Well, for WebVR, for example, there pretty much will be a redraw for every frame, so I'm not sure avoiding to cause redundant redraws is something we should optimize for here. Which is not to say it might not be an issue (as mentioned in crbug) for other use cases.

You say that this proposed solution is applicable to any modern browser engine, but we haven't heard from anyone else on this topic but Chrome engineers. Furthermore, during the initial TAG review, @slightlyoff expressed serious performance concerns about the design which is now again proposed. I had imagined that the animation frame based design would help alleviate these issues. Now that we're back to the previous design, we need to take this feedback in account again.

Maybe it turns out that it's really not an issue, but we still need to do due diligence.

The crbug also seems to discuss latency issues, and I'd like to make sure we're really hitting industry requirements here, because if we don't, we'll literally make people sick.

All in all, it doesn't seem such a huge deal to ponder such a massive redesign when we've been spending the last 6 months on a solution that was supposed to fix the problems of the solution we now claim hasn't got any.

Maybe going back to the first solution is the right choice, but I don't think this is something that should be decided on a whim without seriously considering all its aspects.

anssiko commented 7 years ago

You say that this proposed solution is applicable to any modern browser engine, but we haven't heard from anyone else on this topic but Chrome engineers.

The reason why we haven't heard from others is likely that Chrome engineers are the first ones to implement the specification, and as such have invested significant amount of time into the work and reviewed the spec more closely than others. Why not make the Editor's Draft spec reflect reality aka the first implementation? The implementation is subject to change as long as the spec is considered a draft.

The spec update in #197 makes it easier for other browser vendors to scrutinise the design without peeking into the Chromium codebase and reverse-engineer its behaviour. The spec as it is currently, is not documenting any implementation, so it's not helping other browser vendors understand what we're up to, or provide constructive feedback that would help change also Chrome's implementation for better.

pozdnyakov commented 7 years ago

Please note, #197 does not add or remove anything related to tying sensor polling to animation frames -- it just fixes the existing issues in abstract operations improving the current ED.

tobie commented 7 years ago

Can we please keep the conversation about #197 in #197?

anssiko commented 7 years ago

The rationale for the proposed design to decouple the processing model from animation frames (via crbug.com/715872):

Queuing an animation task every frame is making a large amount of the system churn even if nothing in the UI is changing in response to the sensor data.
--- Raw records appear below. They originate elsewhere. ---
//! Persisted prompt history and platform permission status.
//!
//! The record only tracks prompting *behavior*. Whether permission was
//! granted or denied is always read back from the platform.

use std::fmt;
use std::str::FromStr;

use chrono::{DateTime, TimeZone, Utc};
use serde::{Deserialize, Deserializer, Serialize};

/// Current schema version for [`PermissionPromptRecord`].
pub const RECORD_SCHEMA_VERSION: u32 = 1;

/// Milliseconds in one day, the unit of the prompt interval.
pub const MS_PER_DAY: i64 = 24 * 60 * 60 * 1000;

/// Prompt history for one installation.
///
/// Stored as JSON under the `notificationPromptData` key.
#[derive(Debug, Clone, Serialize, Deserialize, PartialEq)]
#[serde(rename_all = "camelCase")]
pub struct PermissionPromptRecord {
    /// Schema version of the stored record.
    #[serde(default = "default_version")]
    pub version: u32,
    /// When the prompt was last shown. Unparseable values read as absent.
    #[serde(
        default,
        deserialize_with = "lenient_timestamp",
        skip_serializing_if = "Option::is_none"
    )]
    pub last_prompt_timestamp: Option<DateTime<Utc>>,
    /// Total times the prompt was shown.
    #[serde(default)]
    pub prompt_count: u32,
    /// Application starts observed since install.
    #[serde(default)]
    pub session_count: u32,
    /// User opted out for good.
    #[serde(default)]
    pub permanently_dismissed: bool,
}

fn default_version() -> u32 {
    RECORD_SCHEMA_VERSION
}

impl Default for PermissionPromptRecord {
    fn default() -> Self {
        Self {
            version: RECORD_SCHEMA_VERSION,
            last_prompt_timestamp: None,
            prompt_count: 0,
            session_count: 0,
            permanently_dismissed: false,
        }
    }
}

impl PermissionPromptRecord {
    /// Count one application start.
    pub fn begin_session(&mut self) {
        self.session_count = self.session_count.saturating_add(1);
    }

    /// Stamp a shown prompt. `permanent` marks a never-ask-again dismissal.
    pub fn record_prompt(&mut self, now: DateTime<Utc>, permanent: bool) {
        self.last_prompt_timestamp = Some(now);
        self.prompt_count = self.prompt_count.saturating_add(1);
        if permanent {
            self.permanently_dismissed = true;
        }
    }

    /// Whole days since the last prompt, floored.
    ///
    /// Returns `None` when the prompt was never shown. A timestamp in the
    /// future yields a negative count.
    pub fn days_since_last_prompt(&self, now: DateTime<Utc>) -> Option<i64> {
        self.last_prompt_timestamp.map(|last| {
            let elapsed_ms = now.signed_duration_since(last).num_milliseconds();
            elapsed_ms.div_euclid(MS_PER_DAY)
        })
    }
}

/// Accept RFC 3339 strings or epoch milliseconds; anything else reads as absent.
fn lenient_timestamp<'de, D>(deserializer: D) -> Result<Option<DateTime<Utc>>, D::Error>
where
    D: Deserializer<'de>,
{
    let value = Option::<serde_json::Value>::deserialize(deserializer)?;
    let present = value.as_ref().is_some_and(|v| !v.is_null());
    let parsed = match value {
        Some(serde_json::Value::String(s)) => DateTime::parse_from_rfc3339(&s)
            .ok()
            .map(|dt| dt.with_timezone(&Utc)),
        Some(serde_json::Value::Number(n)) => n
            .as_i64()
            .and_then(|ms| Utc.timestamp_millis_opt(ms).single()),
        _ => None,
    };
    if present && parsed.is_none() {
        tracing::debug!("ignoring unparseable lastPromptTimestamp");
    }
    Ok(parsed)
}

/// Notification permission as reported by the platform.
#[derive(Debug, Clone, Copy, PartialEq, Eq, Hash, Serialize, Deserialize, Default)]
#[serde(rename_all = "lowercase")]
pub enum PermissionStatus {
    /// The user has not decided yet.
    #[default]
    Default,
    Granted,
    Denied,
    /// The platform has no notification capability.
    Unsupported,
}

impl PermissionStatus {
    pub fn as_str(&self) -> &'static str {
        match self {
            PermissionStatus::Default => "default",
            PermissionStatus::Granted => "granted",
            PermissionStatus::Denied => "denied",
            PermissionStatus::Unsupported => "unsupported",
        }
    }

    pub fn is_granted(&self) -> bool {
        matches!(self, PermissionStatus::Granted)
    }
}

impl fmt::Display for PermissionStatus {
    fn fmt(&self, f: &mut fmt::Formatter<'_>) -> fmt::Result {
        f.write_str(self.as_str())
    }
}

impl FromStr for PermissionStatus {
    type Err = String;

    fn from_str(s: &str) -> Result<Self, Self::Err> {
        match s.to_lowercase().as_str() {
            "default" | "prompt" => Ok(PermissionStatus::Default),
            "granted" => Ok(PermissionStatus::Granted),
            "denied" => Ok(PermissionStatus::Denied),
            "unsupported" => Ok(PermissionStatus::Unsupported),
            other => Err(format!(
                "invalid permission status: {}. Valid values: default, granted, denied, unsupported",
                other
            )),
        }
    }
}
We generally consider an infinite raf loop where nothing is changing in the UI a bug in apps because it uses a lot of power. Creating any continuously polling sensor is pretty much the same in the current design.
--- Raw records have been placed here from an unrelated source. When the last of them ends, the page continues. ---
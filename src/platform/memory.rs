//! In-memory push platform for testing.

use std::sync::{Mutex, MutexGuard, PoisonError};

use async_trait::async_trait;

use crate::core::record::PermissionStatus;
use crate::error::{PushError, Result};
use crate::platform::PushPlatform;
use crate::subscription::{PushSubscriptionRecord, SubscribeOptions};

#[derive(Debug)]
struct PlatformState {
    permission: PermissionStatus,
    /// What the user picks when asked.
    answer: PermissionStatus,
    active_worker: bool,
    registrations: u32,
    permission_requests: u32,
    subscription: Option<PushSubscriptionRecord>,
    last_subscribe_options: Option<SubscribeOptions>,
    issued_endpoints: u32,
    fail_register: bool,
    fail_subscribe: bool,
}

impl Default for PlatformState {
    fn default() -> Self {
        Self {
            permission: PermissionStatus::Default,
            answer: PermissionStatus::Granted,
            active_worker: false,
            registrations: 0,
            permission_requests: 0,
            subscription: None,
            last_subscribe_options: None,
            issued_endpoints: 0,
            fail_register: false,
            fail_subscribe: false,
        }
    }
}

/// Scriptable push platform.
///
/// Starts fully capable, with permission `default` and a user who grants
/// when asked. Issued subscriptions get deterministic endpoints.
#[derive(Debug)]
pub struct MemoryPushPlatform {
    supports_worker: bool,
    supports_push: bool,
    state: Mutex<PlatformState>,
}

impl Default for MemoryPushPlatform {
    fn default() -> Self {
        Self {
            supports_worker: true,
            supports_push: true,
            state: Mutex::new(PlatformState::default()),
        }
    }
}

impl MemoryPushPlatform {
    pub fn new() -> Self {
        Self::default()
    }

    /// A platform with neither workers nor push.
    pub fn unsupported() -> Self {
        Self {
            supports_worker: false,
            supports_push: false,
            ..Self::default()
        }
    }

    pub fn without_push(mut self) -> Self {
        self.supports_push = false;
        self
    }

    pub fn with_permission(mut self, status: PermissionStatus) -> Self {
        self.state_mut().permission = status;
        self
    }

    /// Set how the user answers the permission request.
    pub fn answering(mut self, status: PermissionStatus) -> Self {
        self.state_mut().answer = status;
        self
    }

    pub fn with_active_worker(mut self) -> Self {
        self.state_mut().active_worker = true;
        self
    }

    pub fn with_subscription(mut self, subscription: PushSubscriptionRecord) -> Self {
        self.state_mut().subscription = Some(subscription);
        self
    }

    pub fn failing_register(mut self) -> Self {
        self.state_mut().fail_register = true;
        self
    }

    pub fn failing_subscribe(mut self) -> Self {
        self.state_mut().fail_subscribe = true;
        self
    }

    /// Change the permission as if the user edited site settings.
    pub fn set_permission(&self, status: PermissionStatus) {
        self.state().permission = status;
    }

    pub fn set_fail_subscribe(&self, fail: bool) {
        self.state().fail_subscribe = fail;
    }

    /// Replace the subscription as if the push service rotated it.
    pub fn set_subscription(&self, subscription: Option<PushSubscriptionRecord>) {
        self.state().subscription = subscription;
    }

    /// Number of worker registrations performed.
    pub fn registrations(&self) -> u32 {
        self.state().registrations
    }

    /// Number of times the user was asked for permission.
    pub fn permission_requests(&self) -> u32 {
        self.state().permission_requests
    }

    pub fn last_subscribe_options(&self) -> Option<SubscribeOptions> {
        self.state().last_subscribe_options.clone()
    }

    pub fn current_subscription(&self) -> Option<PushSubscriptionRecord> {
        self.state().subscription.clone()
    }

    /// Deterministic subscription for the `n`th issue.
    pub fn issued_subscription(n: u32) -> PushSubscriptionRecord {
        let byte = (n % 256) as u8;
        let p256dh = std::iter::once(0x04).chain(std::iter::repeat_n(byte, 64));
        PushSubscriptionRecord::new(
            format!("https://push.example.test/send/{}", n),
            p256dh.collect(),
            vec![byte; 16],
        )
    }

    fn state(&self) -> MutexGuard<'_, PlatformState> {
        self.state.lock().unwrap_or_else(PoisonError::into_inner)
    }

    fn state_mut(&mut self) -> &mut PlatformState {
        self.state.get_mut().unwrap_or_else(PoisonError::into_inner)
    }
}

#[async_trait]
impl PushPlatform for MemoryPushPlatform {
    fn supports_worker(&self) -> bool {
        self.supports_worker
    }

    fn supports_push(&self) -> bool {
        self.supports_push
    }

    async fn permission(&self) -> PermissionStatus {
        if !self.supports_push {
            return PermissionStatus::Unsupported;
        }
        self.state().permission
    }

    async fn has_active_worker(&self) -> bool {
        self.state().active_worker
    }

    async fn register_worker(&self) -> Result<()> {
        if !self.supports_worker {
            return Err(PushError::unsupported("service worker"));
        }
        let mut state = self.state();
        if state.fail_register {
            return Err(PushError::platform("worker registration failed"));
        }
        state.registrations += 1;
        state.active_worker = true;
        Ok(())
    }

    async fn worker_ready(&self) -> Result<()> {
        if self.state().active_worker {
            Ok(())
        } else {
            Err(PushError::platform("no active worker"))
        }
    }

    async fn request_permission(&self) -> Result<PermissionStatus> {
        if !self.supports_push {
            return Err(PushError::unsupported("notifications"));
        }
        let mut state = self.state();
        state.permission_requests += 1;
        // Only an undecided permission can change through a request.
        if state.permission == PermissionStatus::Default {
            state.permission = state.answer;
        }
        Ok(state.permission)
    }

    async fn subscribe(&self, options: &SubscribeOptions) -> Result<PushSubscriptionRecord> {
        if !self.supports_push {
            return Err(PushError::unsupported("push manager"));
        }
        let mut state = self.state();
        state.last_subscribe_options = Some(options.clone());
        if state.fail_subscribe {
            return Err(PushError::platform("push service unreachable"));
        }
        if !state.permission.is_granted() {
            return Err(PushError::platform("permission not granted"));
        }
        if let Some(existing) = &state.subscription {
            return Ok(existing.clone());
        }
        state.issued_endpoints += 1;
        let subscription = Self::issued_subscription(state.issued_endpoints);
        state.subscription = Some(subscription.clone());
        Ok(subscription)
    }

    async fn get_subscription(&self) -> Result<Option<PushSubscriptionRecord>> {
        if !self.supports_push {
            return Err(PushError::unsupported("push manager"));
        }
        Ok(self.state().subscription.clone())
    }

    async fn unsubscribe(&self) -> Result<bool> {
        if !self.supports_push {
            return Err(PushError::unsupported("push manager"));
        }
        Ok(self.state().subscription.take().is_some())
    }
}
Note that the raf system is sending plenty of IPCs around the system every 60fps due to the BeginFrameSource and the way the browser/gpu process and renderer talk to each other. I'd really like to see data on the 2ms you're quoting, that's 2ms for what in which situations?

Also the system you're coupled to currently (raf) is throttled for lots of reasons, for example third party iframes, off screen iframes, it doesn't run at all inside frames that are still loading, it doesn't run in background tabs, it'll block on the GPU being busy, ... So this means that if you insert a bunch of DOM into the page that takes 100ms to raster you're losing 100ms of sensor samples even if the main thread was idle.

I think you want a separate system that schedules the tasks unless you want all those side effects for sensor events.

I'm also curious to see an example sensor data stream and how important it is to get the changes in real time at 60fps. For lots of sensors (ex. ALS) getting it periodically and in batches is often enough. Never letting the app sleep because it creates an instance of the AmbientLightSensor or AccelerometerSensor might not be the best design. It's so easy to end up in a situation where your page is using infinite power.

As noted earlier, this proposed solution is applicable to any modern browser engine with a multi-process architecture, and is not a Chrome-specific optimization.

@tobie mentioned the WebVR example:

Well, for WebVR, for example, there pretty much will be a redraw for every frame, so I'm not sure avoiding to cause redundant redraws is something we should optimize for here. Which is not to say it might not be an issue (as mentioned in crbug) for other use cases.

A WebVR implementation redraws a new frame at the native refresh rate of the VR display, and reads the latest available pose synchronously (note, there's no onvrposechanged). However, sensors have many use cases where redundant redraws are an issue, for example, any use case in which sensor data is collected and analyzed without visible changes to the UI would be inefficient to implement if coupled with animation frames.

In other words, a new sensor reading should not cause a side-effect of scheduling a new animation frame.

Reducing latency, gathering data a high frequencies, etc., are important requirements for sensors.

The proposed solution to decouple from animation frames reduces latency (because we're not synchronizing with animation frames, and can fire the event immediately) and allows polling at higher frequencies in comparison to animation frame coupling (because we're not limited by the refresh rate of the rendering pipeline). In addition, it improves power efficiency of implementations that is an important factor for battery-powered devices (because we're not forcing redundant redraws).

I consider the consensus position of the Chrome engineers and Generic Sensor API implementers in Chrome a strong case in favour of decoupling the processing model from animation frames.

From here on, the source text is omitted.